Rosja zwiększyła ostatnio produkcję dronów kamikaze typu Shahed 131/136 na swoim terytorium. Powiedział o tym dziś w ogólnoukraińskiej telewizji informacyjnej rzecznik Dowództwa Sił Powietrznych Sił Zbrojnych Ukrainy Juryj Ihnat.
– Jeśli weźmiemy pod uwagę dane, które daje nam wywiad, dane, o których mówią eksperci, nastąpił wzrost produkcji. Ale bez Iranu jest mało prawdopodobne, że będą w stanie wyprodukować je samodzielnie. Nawet jeśli produkcja zostanie uruchomiona, jeśli będą czy już są jakieś linie montażowe dronów Shahed, to części pozostają częściami i trzeba je gdzieś zdobyć. Oczywiste jest, że w przyszłości nadal będą wykorzystywać Iran do pozyskiwania technologii, których sami nie są w stanie wytworzyć – uważa Ihnat.
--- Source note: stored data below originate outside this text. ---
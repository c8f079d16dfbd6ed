//! Decrypt command.
//!
//! Loads a document with serde, runs the requested passes and prints the
//! result as JSON on stdout.

use std::io::Read;
use std::path::PathBuf;
use tracing::debug;

use crate::cli::output;
use crate::core::config::{GpgOptions, KmsOptions};
use crate::core::decrypt::{Decryptor, FailureKind, PassKind, PassReport};
use crate::core::node::ConfigNode;
use crate::error::{ConfigError, Result};

/// Options for a single decrypt run.
#[derive(Debug)]
pub struct Args {
    pub file: Option<PathBuf>,
    pub passes: Vec<PassKind>,
    pub gpg: GpgOptions,
    pub kms: KmsOptions,
    pub pretty: bool,
    pub summary: bool,
}

/// Decrypt a document and write it to stdout.
pub fn execute(args: Args) -> Result<()> {
    let tree = load(args.file.as_deref())?;

    let decrypted = Decryptor::new()
        .order(args.passes)
        .with_gpg(args.gpg)
        .with_kms(args.kms)
        .run(&tree)?;

    let rendered = if args.pretty {
        serde_json::to_string_pretty(&decrypted.tree)
    } else {
        serde_json::to_string(&decrypted.tree)
    }
    .map_err(ConfigError::Json)?;
    println!("{}", rendered);

    if args.summary {
        for report in &decrypted.reports {
            summarize(report);
        }
    }
    Ok(())
}

/// Read and parse the input document.
fn load(file: Option<&std::path::Path>) -> Result<ConfigNode> {
    let Some(path) = file else {
        debug!("reading document from stdin");
        let mut contents = String::new();
        std::io::stdin().read_to_string(&mut contents)?;
        return Ok(serde_json::from_str(&contents).map_err(ConfigError::Json)?);
    };

    debug!(path = %path.display(), "reading document");
    let contents = std::fs::read_to_string(path).map_err(|source| ConfigError::ReadFile {
        path: path.display().to_string(),
        source,
    })?;

    let is_toml = path
        .extension()
        .is_some_and(|ext| ext.eq_ignore_ascii_case("toml"));
    let tree = if is_toml {
        toml::from_str(&contents).map_err(ConfigError::Toml)?
    } else {
        serde_json::from_str(&contents).map_err(ConfigError::Json)?
    };
    Ok(tree)
}

fn summarize(report: &PassReport) {
    if !report.available {
        output::warn(&format!("{}: backend unavailable, nothing decrypted", report.pass));
        return;
    }
    output::success(&format!(
        "{}: {} secret(s) decrypted",
        report.pass, report.decrypted
    ));
    for failure in &report.failures {
        let what = match failure.kind {
            FailureKind::DecryptionFailed => "decryption failed",
            FailureKind::AccessDenied => "access denied",
            FailureKind::MalformedNode => "malformed marker",
        };
        output::warn(&format!(
            "{} {}: {}",
            output::path(&failure.path),
            what,
            failure.message
        ));
    }
}
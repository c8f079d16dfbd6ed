//! Core library components.
//!
//! The tree model, the traversal, the decryption backends and the passes
//! that tie them together.

pub mod cipher;
pub mod config;
pub mod constants;
pub mod decrypt;
pub mod node;
pub mod traverse;
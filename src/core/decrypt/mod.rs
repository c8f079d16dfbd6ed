//! Pass orchestration.
//!
//! A `Decryptor` runs one pass per configured backend over the same tree.
//! Passes are independent: each one builds its own backend handle when it
//! starts and drops it when it ends. The output of one pass is the input of
//! the next, so a later pass may pick up ciphertext an earlier one left
//! behind.
//!
//! Default order is **gpg, then kms**. The local engine needs no network and
//! is cheap to try first. Call [`Decryptor::order`] to change it.
//!
//! A backend that cannot be constructed makes its pass an identity
//! transform. Only an unexpected key-service failure aborts the run.

use tracing::{debug, error, info};

use crate::core::cipher::{Engine, GpgCli, KeyService};
use crate::core::config::{GpgOptions, KmsOptions};
use crate::core::node::ConfigNode;
use crate::error::{CipherError, Result};

pub mod gpg;
pub mod kms;
pub mod report;

pub use gpg::GpgPass;
pub use kms::KmsPass;
pub use report::{Failure, FailureKind, PassKind, PassReport};

/// Pass order used unless overridden.
pub const DEFAULT_ORDER: [PassKind; 2] = [PassKind::Gpg, PassKind::Kms];

type EngineFactory = Box<dyn Fn() -> std::result::Result<Box<dyn Engine>, CipherError>>;
type KeyServiceFactory = Box<dyn Fn() -> std::result::Result<Box<dyn KeyService>, CipherError>>;

/// Tree with secrets resolved, plus what each pass did.
#[derive(Debug, Clone)]
pub struct Decrypted {
    pub tree: ConfigNode,
    pub reports: Vec<PassReport>,
}

/// Runs backend passes over a configuration tree.
pub struct Decryptor {
    order: Vec<PassKind>,
    engine: Option<EngineFactory>,
    key_service: Option<KeyServiceFactory>,
}

impl Default for Decryptor {
    fn default() -> Self {
        Self::new()
    }
}

impl Decryptor {
    /// A decryptor with the default order and no backends configured.
    pub fn new() -> Self {
        Self {
            order: DEFAULT_ORDER.to_vec(),
            engine: None,
            key_service: None,
        }
    }

    /// Use the `gpg` executable, resolving `options` when each pass starts.
    pub fn with_gpg(self, options: GpgOptions) -> Self {
        self.with_engine(move || GpgCli::new(options.resolve()))
    }

    /// Use AWS KMS with the given session parameters.
    #[cfg(feature = "aws")]
    pub fn with_kms(self, options: KmsOptions) -> Self {
        self.with_key_service(move || crate::core::cipher::AwsKms::new(&options))
    }

    /// Without the `aws` feature the kms pass is always unavailable.
    #[cfg(not(feature = "aws"))]
    pub fn with_kms(self, _options: KmsOptions) -> Self {
        self.with_key_service(|| -> std::result::Result<NoKeyService, CipherError> {
            Err(CipherError::unavailable(
                "kms",
                "AWS KMS support not compiled. Rebuild with: cargo install confcrypt --features aws",
            ))
        })
    }

    /// Use a custom engine factory for the gpg pass.
    pub fn with_engine<F, E>(mut self, factory: F) -> Self
    where
        F: Fn() -> std::result::Result<E, CipherError> + 'static,
        E: Engine + 'static,
    {
        self.engine = Some(Box::new(move || {
            factory().map(|e| Box::new(e) as Box<dyn Engine>)
        }));
        self
    }

    /// Use a custom key service factory for the kms pass.
    pub fn with_key_service<F, K>(mut self, factory: F) -> Self
    where
        F: Fn() -> std::result::Result<K, CipherError> + 'static,
        K: KeyService + 'static,
    {
        self.key_service = Some(Box::new(move || {
            factory().map(|k| Box::new(k) as Box<dyn KeyService>)
        }));
        self
    }

    /// Override the pass order.
    pub fn order(mut self, order: impl IntoIterator<Item = PassKind>) -> Self {
        self.order = order.into_iter().collect();
        self
    }

    /// Run every configured pass and return the resolved tree.
    ///
    /// # Errors
    ///
    /// Returns `CipherError::Unexpected` if the key service fails with
    /// anything other than an access denial.
    pub fn decrypt(&self, tree: &ConfigNode) -> Result<ConfigNode> {
        self.run(tree).map(|d| d.tree)
    }

    /// Like [`decrypt`](Self::decrypt) but keeps the per-pass reports.
    pub fn run(&self, tree: &ConfigNode) -> Result<Decrypted> {
        let mut current = tree.clone();
        let mut reports = Vec::with_capacity(self.order.len());

        for pass in &self.order {
            let report = match pass {
                PassKind::Gpg => {
                    let Some(factory) = &self.engine else {
                        debug!(%pass, "no engine configured, skipping pass");
                        continue;
                    };
                    match factory() {
                        Ok(engine) => {
                            let (out, report) = GpgPass::new(engine).run(&current)?;
                            current = out;
                            report
                        }
                        Err(e) => {
                            error!(error = %e, "failed to configure gpg, unable to decrypt secrets");
                            PassReport::unavailable(PassKind::Gpg)
                        }
                    }
                }
                PassKind::Kms => {
                    let Some(factory) = &self.key_service else {
                        debug!(%pass, "no key service configured, skipping pass");
                        continue;
                    };
                    match factory() {
                        Ok(service) => {
                            let (out, report) = KmsPass::new(service).run(&current)?;
                            current = out;
                            report
                        }
                        Err(e) => {
                            info!(error = %e, "missing or invalid kms configuration, unable to decrypt secrets");
                            PassReport::unavailable(PassKind::Kms)
                        }
                    }
                }
            };
            debug!(
                %pass,
                available = report.available,
                decrypted = report.decrypted,
                failures = report.failures.len(),
                "pass finished"
            );
            reports.push(report);
        }

        Ok(Decrypted {
            tree: current,
            reports,
        })
    }
}

/// Placeholder service type for builds without a key service SDK.
#[cfg(not(feature = "aws"))]
#[derive(Debug)]
pub struct NoKeyService;

#[cfg(not(feature = "aws"))]
impl KeyService for NoKeyService {
    fn name(&self) -> &'static str {
        "kms"
    }

    fn available(&self) -> bool {
        false
    }

    fn decrypt(&self, _blob: &[u8]) -> std::result::Result<Vec<u8>, CipherError> {
        Err(CipherError::unavailable("kms", "no key service compiled in"))
    }
}

/// Run a single gpg pass.
pub fn gpg_decrypt(tree: &ConfigNode, options: GpgOptions) -> Result<ConfigNode> {
    Decryptor::new()
        .order([PassKind::Gpg])
        .with_gpg(options)
        .decrypt(tree)
}

/// Run a single kms pass.
///
/// # Errors
///
/// See [`Decryptor::decrypt`].
pub fn kms_decrypt(tree: &ConfigNode, options: KmsOptions) -> Result<ConfigNode> {
    Decryptor::new()
        .order([PassKind::Kms])
        .with_kms(options)
        .decrypt(tree)
}
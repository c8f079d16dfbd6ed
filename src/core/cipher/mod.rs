//! Decryption backends.
//!
//! Confcrypt never does cryptography itself. It talks to one of two kinds of
//! collaborator:
//!
//! - **Engine**: a local engine that takes ASCII-armored text and returns
//!   plaintext. `GpgCli` drives the `gpg` executable.
//! - **KeyService**: a remote key-management service that takes a binary
//!   ciphertext blob. `AwsKms` (feature `aws`) drives AWS KMS.
//!
//! ## Adding a New Backend
//!
//! 1. Implement `Engine` or `KeyService`
//! 2. Add the implementation in a new file
//! 3. Feature-gate if it pulls in a heavy SDK
//! 4. Register a factory on `Decryptor`

use crate::error::CipherError;

pub mod gpg;

#[cfg(feature = "aws")]
pub mod aws;

pub use gpg::GpgCli;

#[cfg(feature = "aws")]
pub use aws::AwsKms;

/// Local decryption engine.
pub trait Engine {
    /// Backend name for logs and reports.
    fn name(&self) -> &'static str;

    /// Whether the engine can be used at all.
    fn available(&self) -> bool {
        true
    }

    /// Decrypt ASCII-armored ciphertext.
    ///
    /// # Errors
    ///
    /// Returns `CipherError::DecryptionFailed` when the engine rejects the
    /// input or produces unusable output.
    fn decrypt(&self, armored: &str) -> Result<String, CipherError>;
}

/// Remote key-management service.
pub trait KeyService {
    /// Backend name for logs and reports.
    fn name(&self) -> &'static str;

    /// Whether the service client can be used at all.
    fn available(&self) -> bool {
        true
    }

    /// Decrypt a raw ciphertext blob.
    ///
    /// # Errors
    ///
    /// `CipherError::AccessDenied` when the key is missing or the caller lacks
    /// permission; any other variant is treated as a hard failure.
    fn decrypt(&self, blob: &[u8]) -> Result<Vec<u8>, CipherError>;
}

impl<T: Engine + ?Sized> Engine for Box<T> {
    fn name(&self) -> &'static str {
        (**self).name()
    }

    fn available(&self) -> bool {
        (**self).available()
    }

    fn decrypt(&self, armored: &str) -> Result<String, CipherError> {
        (**self).decrypt(armored)
    }
}

impl<T: KeyService + ?Sized> KeyService for Box<T> {
    fn name(&self) -> &'static str {
        (**self).name()
    }

    fn available(&self) -> bool {
        (**self).available()
    }

    fn decrypt(&self, blob: &[u8]) -> Result<Vec<u8>, CipherError> {
        (**self).decrypt(blob)
    }
}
Dodał jednocześnie, że na dzień dzisiejszy zostały już zidentyfikowane kraje produkujące komponenty do tych dronów oraz prawdopodobne trasy ich dostaw do Iranu, a następnie do Federacji Rosyjskiej.
Zaznaczył, że Rosja może teraz używać jednorazowo 20-30 takich dronów, a czasami i więcej.
– Dlatego Rosja najwyraźniej będzie chciała zwiększyć liczbę dronów kamikaze, ale zobaczymy, czy się to uda – powiedział.
Rzecznik ukraińskiego lotnictwa przypomniał, że we wrześniu tego roku Rosja użyła do ataków na Ukrainę rekordowej liczby dronów kamikaze – około 500 sztuk.
Komentator wojskowo-polityczny Ołeksandr Kowalenko zauważył, że Rosja obecnie jest w stanie wystrzelić średnio do 30 Szachedów-136 w celu jednoczesnego ataku na Ukrainę. Według niego październik będzie decydujący dla wyciągnięcia wniosków, czy można mówić o wzroście produkcji Shahedów przez Rosję, czy może mówimy o akumulacji letniej, która pozwoliła zrealizować wrześniowy rekord ostrzałów Ukrainy Shahedami.